You might accuse desert rock progenitors Yawning Man of playing to their base with Live at Giant Rock (featured here), and if so, fine. At no point in the last 50 years has that base more needed playing-to. And in the absence of shows, being able to hear (and watch, in the case of the accompanying video) Yawning Man go out to the landscape that spawned them and engage with their music was a beautiful moment of reconciliation. An exhale for the converted that didn’t fill one with empty promises of better tomorrows or tours to come, but served to remind what’s so worth preserving about the spirit of live music in the first place. The fact that anything can happen. A replaced note here, a tuning change there — these things can make not just an evening, but memories that go beyond shows, tours, to touch our lives.
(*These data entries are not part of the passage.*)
//! Debug assertion macros for queue invariants.
//!
//! Only active in debug builds (`#[cfg(debug_assertions)]`), so there is
//! zero overhead in release builds.

/// Assert that the item count never exceeds capacity.
///
/// Used in: `Ring::push_unchecked` after advancing tail.
macro_rules! debug_assert_bounded_count {
    ($count:expr, $capacity:expr) => {
        debug_assert!(
            $count <= $capacity,
            "ring count {} exceeds capacity {}",
            $count,
            $capacity
        )
    };
}

/// Assert that a read targets an initialized slot.
///
/// A slot holds a live item exactly when its sequence is in `[head, tail)`.
///
/// Used in: `Ring::pop` before `assume_init_read`.
macro_rules! debug_assert_initialized_read {
    ($pos:expr, $head:expr, $tail:expr) => {
        debug_assert!(
            $pos >= $head && $pos < $tail,
            "reading slot at seq {} outside live range [{}, {})",
            $pos,
            $head,
            $tail
        )
    };
}

/// Assert that two rings being exchanged have the same capacity.
///
/// The exchange trades whole buffers, so a capacity mismatch would silently
/// resize the slot's queue for all later submissions.
///
/// Used in: `SubmitQueue::exchange` before the swap.
macro_rules! debug_assert_capacity_match {
    ($a:expr, $b:expr) => {
        debug_assert!(
            $a == $b,
            "exchanging rings of unequal capacity ({} vs {})",
            $a,
            $b
        )
    };
}

pub(crate) use debug_assert_bounded_count;
pub(crate) use debug_assert_capacity_match;
pub(crate) use debug_assert_initialized_read;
There were a ton of live records this year. Some were benefits for worthy causes between saving venues, Black Lives Matter, voting rights organizations, and so on. And whether these were new performances from captured livestreams (Monte Luna, Kadavar) or older gigs that had been sitting around waiting for release at some point (Sumac, Dead Meadow), this, very much, was that point, and these live offerings kept burning a fire that felt at times very much in danger of being extinguished.

Looking Ahead to 2021

A list of bands. Some confirmed releases, some not. Here goes:

Dread Sovereign, Sasquatch, Year of Taurus, Apostle of Solitude, Weedpecker, Borracho, Love Gang, Jointhugger, Demon Head, Iron Man, Greenleaf, Samsara Blues Experiment, The Mammathus, Evert Snyman, Wo Fat, Conclave, Here Lies Man, Kabbalah, Komatsu, Hour of 13, Wedge, Amenra, La Chinga, Spidergawd, Wolves in the Throne Room, Vokonis, Freedom Hawk, Masters of Reality, ZOM, Eyehategod, Sanhedrin, Green Lung, The Mountain King, Albatross Overdrive, Elder, King Buffalo, Sunnata, Howling Giant, SAVER, Conan, Slomatics, Ruff Majik, Kind, Mos Generator, Yawning Sons, Lantlôs, Brant Bjork, Spiral Grave, Crystal Spiders, Lightning Born, Samavayo, Wovenhand, Merlock, Comet Control, The Age of Truth, Eight Bells, BlackWater Holylight, DVNE, Monte Luna.

Thank You

You’ve read enough, so I will do my best to keep this mercifully short. Thank you so much for reading — whether you still are or not — and thank you for being a part of the ongoing project that is The Obelisk. I cannot tell you how much it means to me to have such incredible support throughout not just this year, but all the years of the site’s existence. Thank you. Thank you. Thank you.

Thank you most of all to The Patient Mrs. for her indulgence in letting me get this done. I’m am amazed forever.

More to come.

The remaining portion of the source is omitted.